Now in years past, I have used acrylic flat paint and then used Brewax to polish the paint to give it a hand-rubbed finish. I use the original color because I do not like any of the pre-colored mixes. I add my own color very sparingly. I do not like a lot of antiquing.

The Annie Sloan wax comes in original clear and a dark wax.  The dark wax is very dark. I first waxed the piece with the clear and then with the brush put the dark wax into the details.

This is where it gets tricky, you take off the dark with more of the clear wax on a rag. The dark does not come off easy, if you don’t put down the clear wax first it immediately stains the paint. I barely used any of the dark wax.

I like the color of it but it will take me forever to use all this. It would be easier to just put a little stain in with the clear. Usually I use Old English, it has a nice tobacco color and just a drop goes a long way. This soft wax is nice but there is no lead time on the can to tell you when to buff. With Brewax I can buff in about 10 minutes.

The can do boast about the different things that are possible with this paint and they sound very interesting. They give a website to order a book and I will probably order it because it sounds like some techniques I would like to try. They talk about some wall treatments with the wax that sounds very interesting.

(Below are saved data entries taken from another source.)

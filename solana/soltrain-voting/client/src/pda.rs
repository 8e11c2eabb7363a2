//! Program-derived addresses of the voting program's accounts.
//!
//! Every address is a pure function of its seeds and the program id: nothing here
//! touches the network and nothing needs caching.

use std::fmt;
use std::str::FromStr;

use solana_program::pubkey::Pubkey;

use crate::error::{Result, VotingClientError};

pub const GLOBAL_SEED: &[u8] = b"global";
pub const SESSION_SEED: &[u8] = b"session";
pub const VOTER_SEED: &[u8] = b"voter";
pub const PROPOSAL_SEED: &[u8] = b"proposal";

/// Proposal id reserved for the blank proposal opened with proposal registration.
pub const BLANK_PROPOSAL_ID: u8 = 1;

#[derive(Debug, Clone, Copy, PartialEq, Eq, Hash)]
pub enum SeedTag {
    Global,
    Session,
    Voter,
    Proposal,
}

impl SeedTag {
    pub fn seed(self) -> &'static [u8] {
        match self {
            SeedTag::Global => GLOBAL_SEED,
            SeedTag::Session => SESSION_SEED,
            SeedTag::Voter => VOTER_SEED,
            SeedTag::Proposal => PROPOSAL_SEED,
        }
    }
}

impl fmt::Display for SeedTag {
    fn fmt(&self, f: &mut fmt::Formatter<'_>) -> fmt::Result {
        let name = match self {
            SeedTag::Global => "global",
            SeedTag::Session => "session",
            SeedTag::Voter => "voter",
            SeedTag::Proposal => "proposal",
        };
        f.write_str(name)
    }
}

impl FromStr for SeedTag {
    type Err = VotingClientError;

    fn from_str(s: &str) -> Result<Self> {
        match s {
            "global" => Ok(SeedTag::Global),
            "session" => Ok(SeedTag::Session),
            "voter" => Ok(SeedTag::Voter),
            "proposal" => Ok(SeedTag::Proposal),
            other => Err(VotingClientError::validation(format!(
                "unknown seed tag `{other}`"
            ))),
        }
    }
}

/// The key that follows the session id in voter and proposal seeds.
#[derive(Debug, Clone, Copy, PartialEq, Eq)]
pub enum SecondarySeed {
    Voter(Pubkey),
    ProposalId(u8),
}

/// Derives the address for `tag`, checking that the supplied seeds are exactly the ones
/// the tag needs.
pub fn derive_address(
    program_id: &Pubkey,
    tag: SeedTag,
    session_id: Option<u64>,
    secondary: Option<SecondarySeed>,
) -> Result<Pubkey> {
    match (tag, session_id, secondary) {
        (SeedTag::Global, None, None) => Ok(find_global_address(program_id)),
        (SeedTag::Session, Some(session_id), None) => {
            Ok(find_session_address(program_id, session_id))
        }
        (SeedTag::Voter, Some(session_id), Some(SecondarySeed::Voter(voter))) => {
            Ok(find_voter_address(program_id, session_id, &voter))
        }
        (SeedTag::Proposal, Some(session_id), Some(SecondarySeed::ProposalId(proposal_id))) => {
            Ok(find_proposal_address(program_id, session_id, proposal_id))
        }
        (tag, session_id, secondary) => Err(VotingClientError::validation(format!(
            "seeds do not match tag `{tag}`: session id {session_id:?}, secondary {secondary:?}"
        ))),
    }
}

pub fn find_global_address(program_id: &Pubkey) -> Pubkey {
    Pubkey::find_program_address(&[GLOBAL_SEED], program_id).0
}

pub fn find_session_address(program_id: &Pubkey, session_id: u64) -> Pubkey {
    Pubkey::find_program_address(&[SESSION_SEED, &session_id.to_le_bytes()], program_id).0
}

pub fn find_voter_address(program_id: &Pubkey, session_id: u64, voter: &Pubkey) -> Pubkey {
    Pubkey::find_program_address(
        &[VOTER_SEED, &session_id.to_le_bytes(), voter.as_ref()],
        program_id,
    )
    .0
}

pub fn find_proposal_address(program_id: &Pubkey, session_id: u64, proposal_id: u8) -> Pubkey {
    Pubkey::find_program_address(
        &[PROPOSAL_SEED, &session_id.to_le_bytes(), &[proposal_id]],
        program_id,
    )
    .0
}

pub fn parse_session_id(input: &str) -> Result<u64> {
    input.trim().parse::<u64>().map_err(|err| {
        VotingClientError::validation(format!("malformed session id `{input}`: {err}"))
    })
}

pub fn parse_proposal_id(input: &str) -> Result<u8> {
    let proposal_id = input.trim().parse::<u8>().map_err(|err| {
        VotingClientError::validation(format!("malformed proposal id `{input}`: {err}"))
    })?;
    ensure_proposal_id(proposal_id)
}

/// Narrows a proposal counter to the single seed byte the program uses.
pub fn proposal_id_from_index(index: u32) -> Result<u8> {
    let proposal_id = u8::try_from(index).map_err(|_| {
        VotingClientError::validation(format!("proposal id {index} does not fit in one byte"))
    })?;
    ensure_proposal_id(proposal_id)
}

/// Proposal ids start at 1, 0 means "no proposal" in voter records.
pub fn ensure_proposal_id(proposal_id: u8) -> Result<u8> {
    if proposal_id == 0 {
        return Err(VotingClientError::validation(
            "proposal id 0 does not designate a proposal",
        ));
    }
    Ok(proposal_id)
}
use std::future::Future;
use std::time::Duration;

use tracing::debug;

pub const DEFAULT_MAX_ATTEMPTS: u32 = 10;
pub const DEFAULT_RETRY_DELAY: Duration = Duration::from_millis(200);

/// Fixed budget for reads that only become consistent some time after a write.
#[derive(Debug, Clone, Copy, PartialEq, Eq)]
pub struct RetryPolicy {
    pub max_attempts: u32,
    pub delay: Duration,
}

impl RetryPolicy {
    pub fn new(max_attempts: u32, delay: Duration) -> Self {
        Self {
            max_attempts: max_attempts.max(1),
            delay,
        }
    }
}

impl Default for RetryPolicy {
    fn default() -> Self {
        Self::new(DEFAULT_MAX_ATTEMPTS, DEFAULT_RETRY_DELAY)
    }
}

#[derive(Debug)]
pub struct RetryExhausted<E> {
    pub attempts: u32,
    /// Error of the last attempt, `None` if it simply had no result yet.
    pub last_error: Option<E>,
}

/// Runs `operation` until it yields a value or the policy's attempts are used up.
///
/// Both `Ok(None)` and `Err(_)` count as "not there yet". The operation receives the
/// 1-based attempt number. No delay follows the final attempt.
pub async fn retry_until_some<T, E, F, Fut>(
    policy: RetryPolicy,
    mut operation: F,
) -> Result<T, RetryExhausted<E>>
where
    F: FnMut(u32) -> Fut,
    Fut: Future<Output = Result<Option<T>, E>>,
    E: std::fmt::Display,
{
    let mut last_error = None;
    for attempt in 1..=policy.max_attempts {
        match operation(attempt).await {
            Ok(Some(value)) => return Ok(value),
            Ok(None) => {
                debug!(attempt, "No result yet");
                last_error = None;
            }
            Err(err) => {
                debug!(attempt, error = %err, "Attempt failed");
                last_error = Some(err);
            }
        }
        if attempt < policy.max_attempts {
            tokio::time::sleep(policy.delay).await;
        }
    }
    Err(RetryExhausted {
        attempts: policy.max_attempts,
        last_error,
    })
}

Here is the finished product… all in all it looks much better than when I started.

Sorry about the shadows it is late in the day..,.

The results I would say are the same as if I would have used my other technique but it saved me time with no prep work which I like very much. I have concerns about the wax, I would not purchase the dark wax again. If this paints popularity helps teach painting techniques for the inexperienced person it is a good thing.
All in all I would like to look more into it and see all the possibilities it has to offer.